Arthur Rubinstein had a compact reply for people who asked how to become great pianists. "Try to be born again with talent," he said. "You must have talent, then all you have to do is improve on it." Talent alone, of course, is not enough. Opportunity plays a great part, too. And one of the best opportunities for the reborn talent would be to surface within a musical family, preferably with parents who know when to be encouraging and when not to push.
The Swedish cellist Torleif Thedeen was born into one of those families where music making was a fact of life. His father was a professional violinist, and, as the youngest of four brothers, he could hear playing, practising and recordings at all hours of the day.
It wasn't until he was eight that he came to take up an instrument, and he had to bypass the violin in favour of the cello, because the local community music school didn't have a violin teacher at the time. "They chose for me to play the cello," he says, adding with a persuasive resonance of satisfaction: "It was a good choice."
Music became more serious around the age of 13, when Ola Karlsson, now principal cellist of the Swedish Radio Symphony Orchestra, became his teacher. Karlsson was only 10 years older than his pupil, and the rapport seems to have been immediate and deep. "He came to my home," says Thedeen, "and I had three- or four-hour lessons with him. He was practising with me. So I learned how to practise, and of course it was a lesson also, but at that age it's very important to get the flow."

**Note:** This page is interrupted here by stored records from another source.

//! Stage 6: aggregating an output section's input sections into the
//! archive/object-file/symbol levels of the tree (§4.3 Stage 6).

use std::path::Path;

use esp_memmap_linkermap::model::OutputSection;

use crate::tree::{ArchiveNode, ObjectFileNode, OutputSectionNode, SymbolNode};

/// The display name for an output section: its last dotted component, with
/// a leading dot (`.iram0.text` -> `.text`). Unlike [`abbrev_path`], this is
/// not a path basename — linker section names are dot-separated, not
/// slash-separated.
pub fn abbrev_section_name(name: &str) -> String {
    match name.rsplit('.').next() {
        Some(last) if !last.is_empty() => format!(".{last}"),
        _ => name.to_owned(),
    }
}

/// The display name for an archive or object file path: its basename.
pub fn abbrev_path(path: &str) -> String {
    Path::new(path)
        .file_name()
        .map(|name| name.to_string_lossy().into_owned())
        .unwrap_or_else(|| path.to_owned())
}

/// Builds the archive/object-file/symbol subtree for one output section
/// from its (already split) input sections.
pub fn assemble_section(section: &OutputSection) -> OutputSectionNode {
    let mut archives: indexmap::IndexMap<String, ArchiveNode> = indexmap::IndexMap::new();

    for isec in &section.input_sections {
        let archive = archives.entry(isec.archive.clone()).or_insert_with(|| ArchiveNode {
            abbrev_name: abbrev_path(&isec.archive),
            size: 0,
            size_diff: 0,
            object_files: indexmap::IndexMap::new(),
        });
        archive.size += isec.size;

        let object_file = archive
            .object_files
            .entry(isec.object_file.clone())
            .or_insert_with(|| ObjectFileNode {
                abbrev_name: abbrev_path(&isec.object_file),
                size: 0,
                size_diff: 0,
                symbols: indexmap::IndexMap::new(),
            });
        object_file.size += isec.size;

        for symbol in &isec.symbols {
            object_file.symbols.insert(
                symbol.name.clone(),
                SymbolNode {
                    abbrev_name: symbol.name.clone(),
                    size: symbol.size,
                    size_diff: 0,
                },
            );
        }
    }

    OutputSectionNode {
        abbrev_name: abbrev_section_name(&section.name),
        size: section.size,
        size_diff: 0,
        archives,
    }
}

#[cfg(test)]
mod tests {
    use super::*;
    use esp_memmap_linkermap::model::{InputSection, Symbol};

    #[test]
    fn abbrev_section_name_takes_last_dotted_component() {
        assert_eq!(abbrev_section_name(".iram0.text"), ".text");
        assert_eq!(abbrev_section_name(".flash.rodata"), ".rodata");
        assert_eq!(abbrev_section_name("noextension"), ".noextension");
    }

    #[test]
    fn abbrev_path_takes_basename() {
        assert_eq!(abbrev_path("esp-idf/main/libmain.a"), "libmain.a");
        assert_eq!(abbrev_path("(exe)"), "(exe)");
    }

    #[test]
    fn assembles_archive_object_symbol_levels() {
        let section = OutputSection {
            name: ".iram0.text".to_owned(),
            address: 0x4000_0000,
            size: 0x20,
            input_sections: vec![InputSection {
                name: "isec".to_owned(),
                address: 0x4000_0000,
                size: 0x20,
                archive: "esp-idf/main/libmain.a".to_owned(),
                object_file: "app_main.c.obj".to_owned(),
                fill: 0,
                symbols: vec![Symbol {
                    name: "app_main()".to_owned(),
                    address: 0x4000_0000,
                    size: 0x20,
                }],
            }],
        };

        let node = assemble_section(&section);
        assert_eq!(node.abbrev_name, ".text");
        let archive = &node.archives["esp-idf/main/libmain.a"];
        assert_eq!(archive.abbrev_name, "libmain.a");
        assert_eq!(archive.size, 0x20);
        let object_file = &archive.object_files["app_main.c.obj"];
        assert_eq!(object_file.abbrev_name, "app_main.c.obj");
        assert_eq!(object_file.size, 0x20);
        let symbol = &object_file.symbols["app_main()"];
        assert_eq!(symbol.size, 0x20);
    }
}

It has often been said that you can't really teach a person how to play an instrument, but you can teach them how to practise it. And Thedeen is clearly grateful for the painstaking introduction to how to work at the cello, something that helped him on a path of extremely rapid development.
He gave up regular school at the age of 15, having completed the legal requirement of nine years, and concentrated on music. He spent four years in full-time study at his local community music school, housed in the beautifully restored Edsberg Castle outside Stockholm. After a year in London with William Pleeth and six months at the University of Southern California, he was on his own.
Winning three significant competitions in 1985 - the Hammer-Rostropovich prize in Los Angeles, the Pablo Casals competition in Budapest and the European Broadcasting Union's International Tribune for young interpreters in Bratislava - helped to ensure there was no shortage of work. And he hasn't really looked back since.
Translating the achievements of a talented, competition-winning student into the reality of a successful career is not plain sailing. Few music colleges properly train their students in career management and the decisions and crises it involves.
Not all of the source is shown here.